Light emitting device and method of driving the same

Abstract

The present invention relates to a light emitting device for preventing cross-talk phenomenon by using dummy scan line coupled to data lines. The light emitting device includes data lines, scan lines, at least one dummy scan line and a dummy scan driving circuit. The data lines are disposed in a first direction, and the scan lines are disposed in a second direction different from the first direction. The dummy scan line is coupled to one or more data line. The dummy scan driving circuit couples the dummy scan line to a discharge source for a part of a precharge period of time. The light emitting device of the present invention controls the amount of charge precharged to data lines using a dummy scan line, and so a cross-talk phenomenon is not occurred in the light emitting device.

Description

BACKGROUND OF THE INVENTION

1. Field of the Invention

The present invention relates to a light emitting device and a method of driving the same. More particularly, the present invention relates to a light emitting device for preventing cross-talk phenomenon by using dummy scan line coupled to data lines and a method of driving the same.

2. Description of the Related Art

A light emitting device emits a light having a certain wavelength, and especially an organic electroluminescent device is self light emitting device.

FIG. 1A is a block diagram illustrating a common light emitting device.

In FIG. 1A, the light emitting device includes a panel 100, a controller 102, a first scan driving circuit 104, a second scan driving circuit 106, a discharging circuit 108, a precharging circuit 110 and a data driving circuit 112.

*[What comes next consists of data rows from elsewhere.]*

proptest! {
    #![proptest_config(ProptestConfig::with_cases(100))]

    /// Property: funds are conserved across place/ship/withdraw sequences
    #[test]
    fn prop_funds_conserved(
        price in 1u64..1_000u64,
        shipping in 0u64..100u64,
        quantities in prop::collection::vec(1u64..4u64, 1..8),
    ) {
        let stock = 100u64;
        let (mut state, merchant, sku) = seeded_market(price, shipping, stock);
        let buyer = AccountId::new("0xbuyer");

        for quantity in quantities {
            let total = (price + shipping) * quantity;
            let placed = state.place_order(
                &buyer,
                OrderRequest { sku, quantity, payment_amount: total },
            );
            prop_assert!(placed.is_ok());
            prop_assert!(conservation_holds(&state));
        }

        // Ship everything, always from the front of the pending list.
        while state.order_count(&merchant) > 0 {
            prop_assert!(state.ship_order(&merchant, 0).is_ok());
            prop_assert!(conservation_holds(&state));
        }

        // Escrow is drained into the seller balance.
        prop_assert_eq!(state.escrowed_total(), 0);

        let balance = state.user(&merchant).unwrap().balance;
        if balance > 0 {
            prop_assert!(state.withdraw(&merchant, balance, &NoopPayout).is_ok());
        }
        prop_assert!(conservation_holds(&state));
        prop_assert_eq!(state.balance_total(), 0);
    }

    /// Property: at most one admin ever exists
    #[test]
    fn prop_at_most_one_admin(
        accounts in prop::collection::vec(account_strategy(), 1..10),
    ) {
        let mut state = MarketState::new();
        for account in &accounts {
            let _ = state.register_admin(account);
        }

        let admins = accounts
            .iter()
            .filter(|a| matches!(state.user(a).map(|u| u.role), Some(Role::Admin)))
            .count();
        prop_assert_eq!(admins, 1);
    }

    /// Property: each account holds exactly one role
    #[test]
    fn prop_one_role_per_account(
        account in account_strategy(),
        name in name_strategy(),
        contact in contact_strategy(),
    ) {
        let mut state = MarketState::new();
        state
            .register_shopper(&account, ShopperRegistration { name, contact })
            .unwrap();

        // Re-registering the same account is always rejected.
        let again = state.register_shopper(
            &account,
            ShopperRegistration {
                name: "Other".to_string(),
                contact: ContactDetails {
                    address: String::new(),
                    email: String::new(),
                    phone: 0,
                },
            },
        );
        prop_assert!(matches!(again, Err(Error::DuplicateRegistration(_))));
        prop_assert_eq!(state.user(&account).map(|u| u.role), Some(Role::Shopper));
    }

    /// Property: stock never goes negative and units sold never exceed it
    #[test]
    fn prop_stock_never_oversold(
        stock in 1u64..20u64,
        attempts in prop::collection::vec(1u64..25u64, 1..12),
    ) {
        let price = 10u64;
        let (mut state, _merchant, sku) = seeded_market(price, 0, stock);
        let buyer = AccountId::new("0xbuyer");
        let mut sold = 0u64;

        for quantity in attempts {
            let total = price * quantity;
            let result = state.place_order(
                &buyer,
                OrderRequest { sku, quantity, payment_amount: total },
            );
            match result {
                Ok(_) => sold += quantity,
                Err(Error::InsufficientStock { requested, available }) => {
                    prop_assert_eq!(requested, quantity);
                    prop_assert!(requested > available);
                }
                Err(other) => prop_assert!(false, "unexpected rejection: {other}"),
            }
        }

        let remaining = state.product(sku).unwrap().quantity;
        prop_assert_eq!(remaining + sold, stock);
    }

    /// Property: a payment that is not the exact total is rejected untouched
    #[test]
    fn prop_inexact_payment_rejected(
        price in 1u64..1_000u64,
        shipping in 0u64..100u64,
        quantity in 1u64..5u64,
        offset in 1u64..50u64,
        overpay in any::<bool>(),
    ) {
        let (mut state, _merchant, sku) = seeded_market(price, shipping, 10);
        let buyer = AccountId::new("0xbuyer");
        let expected = (price + shipping) * quantity;
        let payment = if overpay {
            expected + offset
        } else {
            expected.saturating_sub(offset)
        };
        prop_assume!(payment != expected);

        let result = state.place_order(
            &buyer,
            OrderRequest { sku, quantity, payment_amount: payment },
        );
        let rejected = matches!(
            result,
            Err(Error::PaymentMismatch { expected: e, got }) if e == expected && got == payment
        );
        prop_assert!(rejected);

        // Nothing was escrowed and stock is untouched.
        prop_assert_eq!(state.escrowed_total(), 0);
        prop_assert_eq!(state.product(sku).unwrap().quantity, 10);
        prop_assert!(state.user(&buyer).is_none());
    }
}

The panel 100 includes a plurality of pixels E11 to E44 formed in cross areas of data lines D1 to D4 and scan lines S1 to S4.

The controller 102 receives display data from an outside apparatus (not shown), and controls the scan driving circuits 104 and 106, the discharging circuit 108, the precharging circuit 110 and the data driving circuit 112 using the received display data.

The first scan driving circuit 104 transmits first scan signals to a part of scan lines S1 to S4, for example S1 and S3 under control of the controller 102.

The second scan driving circuit 106 transmits second scan signals to other scan lines S2 and S4 under control of the controller 102.

Hereinafter, first display data and second display data are assumed to be inputted in sequence to the controller 102.

The data driving circuit 112 provides first data currents corresponding to the first display data to the data lines D1 to D4 under control of the controller 102.

The discharging circuit 108 discharges the data lines D1 to D4 under control of the controller 102.

The precharging circuit 110 provides precharge currents corresponding to the second display data to the data lines D1 to D4 for a precharge period of time under control of the controller 102, thereby precharging the data lines D1 to D4.

The data driving circuit 112 provides second data currents corresponding to the second display data to the data lines D1 to D4 under control of the controller 102.

FIG. 1B is a view illustrating one pixel included in the light emitting device of FIG. 1A. FIG. 1C is a timing diagram illustrating scan signal and data signal in the light emitting device.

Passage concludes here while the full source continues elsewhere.